1) Skunk Creek - it seemed clear the main attraction was that nice little stream with a decent flow. The rest is gravy: sloped banks, heavily shaded, complex understory with lots of leaves to flip over to reveal worms and other associates of decaying vegetation, diverse woody plants with berries and insects. Chuck Hundertmark has a great photo on eBird which shows the black-throated blue with a buckthorn berry in its mouth. It appears to be European buckthorn (Rhamnus cathartica), a plant that would seem to be unpalatable but which a lot of birds are known to eat. A few berry-laden buckthorns were evident yesterday, as were midges flying over the creek, other aquatic insects like mayflies, leafhoppers on the dominant tree (crack willow), wild roses with rose hips, snowberry shrubs, green ash volunteers, a Siberian elm full of Asian bark beetles, and chokecherry bushes (fruit long gone but this tree can have aphids). I did NOT see the varied thrush or the two species of black-throated warblers (blue or gray). I did see Black-capped Chickadees and one solitaire. In summary, a gem of habitat squeezed by urban humanity and not treated very well in terms of trash, but one certainly one worth frequently checking. And I enjoyed the nature art decorating the bike trail bridge under Broadway.
2) Twin Lakes neighborhood - infestation of needle aphids in the Austrian Pines (Pinus nigra), probably Eulachnus rileyi. One of photos in Leslie S.'s original eBird report on November 17 clearly shows these on needles near the Tennessee Warbler. I collected several winged and wingless forms of this aphid from needles of Austrian pines near the tennis courts gone wild (just e of Twin Lakes Drive where it crosses the foot trail).
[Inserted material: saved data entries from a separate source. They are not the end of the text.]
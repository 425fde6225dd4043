// SPDX-License-Identifier: PMPL-1.0-or-later
// Copyright (c) 2026 Jonathan D.A. Jewell (hyperpolymath) <jonathan.jewell@open.ac.uk>
//
// Text encoding for the standard Helvetica font.

/// Average Helvetica advance width as a fraction of the font size.
const AVG_GLYPH_WIDTH_EM: f32 = 0.5;

/// WinAnsi codes 0x80..=0x9F. `None` marks the five unassigned codes.
const HIGH_CODES: [Option<char>; 32] = [
    Some('€'), None, Some('‚'), Some('ƒ'), Some('„'), Some('…'), Some('†'), Some('‡'),
    Some('ˆ'), Some('‰'), Some('Š'), Some('‹'), Some('Œ'), None, Some('Ž'), None,
    None, Some('‘'), Some('’'), Some('“'), Some('”'), Some('•'), Some('–'), Some('—'),
    Some('˜'), Some('™'), Some('š'), Some('›'), Some('œ'), None, Some('ž'), Some('Ÿ'),
];

/// Text encoded for a WinAnsi simple font.
#[derive(Debug, Clone, PartialEq, Eq)]
pub(crate) struct EncodedText {
    pub bytes: Vec<u8>,
    /// Characters that had no WinAnsi code and were written as `?`.
    pub replaced: usize,
}

fn code_for(ch: char) -> Option<u8> {
    match ch as u32 {
        code @ (0x20..=0x7E | 0xA0..=0xFF) => Some(code as u8),
        _ => HIGH_CODES
            .iter()
            .position(|&mapped| mapped == Some(ch))
            .map(|index| 0x80 + index as u8),
    }
}

/// Encode `text` as single-byte WinAnsi.
///
/// Printable ASCII and U+00A0–U+00FF keep their code point as the byte. The
/// typographic characters WinAnsi places at 0x80–0x9F (curly quotes, dashes,
/// bullet, euro sign and the like) map through its table. Anything else
/// becomes `?`.
pub(crate) fn encode(text: &str) -> EncodedText {
    let mut bytes = Vec::with_capacity(text.len());
    let mut replaced = 0;
    for ch in text.chars() {
        match code_for(ch) {
            Some(byte) => bytes.push(byte),
            None => {
                bytes.push(b'?');
                replaced += 1;
            }
        }
    }
    EncodedText { bytes, replaced }
}

/// Decode WinAnsi bytes. Unassigned codes fall back to their Latin-1 reading.
pub(crate) fn decode(bytes: &[u8]) -> String {
    bytes
        .iter()
        .map(|&byte| match byte {
            0x80..=0x9F => HIGH_CODES[usize::from(byte - 0x80)].unwrap_or(byte as char),
            _ => byte as char,
        })
        .collect()
}

/// Estimated rendered width, in points, of `glyphs` encoded glyphs.
pub(crate) fn estimated_width(glyphs: usize, font_size: f32) -> f32 {
    glyphs as f32 * AVG_GLYPH_WIDTH_EM * font_size
}

#[cfg(test)]
mod tests {
    use super::*;

    #[test]
    fn ascii_passes_through() {
        let encoded = encode("http://a.example/x?y=(1)");
        assert_eq!(encoded.bytes, b"http://a.example/x?y=(1)");
        assert_eq!(encoded.replaced, 0);
    }

    #[test]
    fn latin1_maps_to_single_bytes() {
        let encoded = encode("café");
        assert_eq!(encoded.bytes, [b'c', b'a', b'f', 0xE9]);
        assert_eq!(encoded.replaced, 0);
    }

    #[test]
    fn typographic_characters_use_the_high_table() {
        let encoded = encode("’“”–—€•");
        assert_eq!(encoded.bytes, [0x92, 0x93, 0x94, 0x96, 0x97, 0x80, 0x95]);
        assert_eq!(encoded.replaced, 0);
    }

    #[test]
    fn c1_control_characters_are_replaced() {
        let encoded = encode("a\u{0081}b\u{0092}");
        assert_eq!(encoded.bytes, b"a?b?");
        assert_eq!(encoded.replaced, 2);
    }

    #[test]
    fn unmappable_characters_are_replaced() {
        let encoded = encode("a→b日");
        assert_eq!(encoded.bytes, b"a?b?");
        assert_eq!(encoded.replaced, 2);
    }

    #[test]
    fn decode_reverses_encode() {
        let text = "“Notes” – café € 5 • ok";
        assert_eq!(decode(&encode(text).bytes), text);
    }

    #[test]
    fn width_scales_with_size() {
        assert_eq!(estimated_width(10, 12.0), 60.0);
        assert_eq!(estimated_width(0, 12.0), 0.0);
    }
}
I believe these same trees, or others nearby, also hosted a Nashville Warbler of late.
I did not see warblers at Twin Lakes but did see Black-capped Chickadees in the pines. Many of the late warbler reports in Colorado (see Brandon's recent report from Pueblo) mention rare songbirds being in mixed flocks of other birds, usually chickadees. Homing in on chickadees at this time of year and searching thru them well would seem to be a good recipe for finding a tardy warbler.
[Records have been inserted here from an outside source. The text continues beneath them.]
// SPDX-License-Identifier: PMPL-1.0-or-later
// Copyright (c) 2026 Jonathan D.A. Jewell (hyperpolymath) <jonathan.jewell@open.ac.uk>
//
// Criterion benchmarks for export composition in the linkstamp-document crate.
// Stamps growing annotation lists onto a 20-page generated document.

use criterion::{BenchmarkId, Criterion, black_box, criterion_group, criterion_main};
use printpdf::{BuiltinFont, Mm, Op, PdfDocument, PdfPage, PdfSaveOptions, PdfWarnMsg, Point, Pt, TextItem};

use linkstamp_core::Annotation;
use linkstamp_document::ExportComposer;

// ---------------------------------------------------------------------------
// Fixtures
// ---------------------------------------------------------------------------

fn sample_document(pages: usize) -> Vec<u8> {
    let mut doc = PdfDocument::new("Linkstamp bench");
    let pages = (1..=pages)
        .map(|page| {
            let ops = vec![
                Op::StartTextSection,
                Op::SetTextCursor {
                    pos: Point {
                        x: Pt(72.0),
                        y: Pt(720.0),
                    },
                },
                Op::SetFontSizeBuiltinFont {
                    size: Pt(11.0),
                    font: BuiltinFont::Helvetica,
                },
                Op::WriteTextBuiltinFont {
                    items: vec![TextItem::Text(format!("Page {page}"))],
                    font: BuiltinFont::Helvetica,
                },
                Op::EndTextSection,
            ];
            PdfPage::new(Mm(210.0), Mm(297.0), ops)
        })
        .collect();
    doc.with_pages(pages);

    let mut warnings: Vec<PdfWarnMsg> = Vec::new();
    doc.save(&PdfSaveOptions::default(), &mut warnings)
}

fn annotations(count: u32) -> Vec<Annotation> {
    (1..=count)
        .map(|i| Annotation::new(format!("https://example.org/ref/{i}"), i % 20 + 1))
        .collect::<Result<_, _>>()
        .expect("valid annotations")
}

// ---------------------------------------------------------------------------
// Benchmarks
// ---------------------------------------------------------------------------

fn bench_compose(c: &mut Criterion) {
    let source = sample_document(20);
    let composer = ExportComposer::default();

    let mut group = c.benchmark_group("compose (20 pages)");
    for count in [1u32, 10, 50] {
        let list = annotations(count);
        group.bench_with_input(BenchmarkId::from_parameter(count), &list, |b, list| {
            b.iter(|| {
                let bytes = composer
                    .compose(black_box(&source), black_box(list))
                    .expect("compose");
                black_box(bytes);
            });
        });
    }
    group.finish();
}

criterion_group!(benches, bench_compose);
criterion_main!(benches);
3) Center Green Office Park continues to have many Austrian Pines infested with the same aphids as the Twin Lakes site, as it did when the bay-breast and other warblers (Northern Parula and yellow-rumps) pigged out in 2013. No warblers during my brief search yesterday but I did see three Mountain Chickadees and a Black-capped Chickadee. One can see these trees are infested before even getting out of the car (needles glistening with honeydew excrement of the aphids, yellow jacket males feeding on aphids and honeydew as their "last request" before being sentenced to death by sustained freezing temps).
Brandon and others no doubt have the historical Pueblo sites covered. What's going on warblerwise in the pines and oaks on the CU East Campus which has hosted Pine Warblers in past winters? Denver Office Park? Fort Logan Cemetery where Doug Kibbe had a Pine Warbler this fall? The Animas River hatchery in Durango? Undiscovered traps in downtown Grand Junction? Pines with aphids would seem to be key, but so is open water (water treatment plants, springs, etc.), recent migrant or wintering sapsucker sap-welling, midges and scale insects, even berries and feeding stations with suet.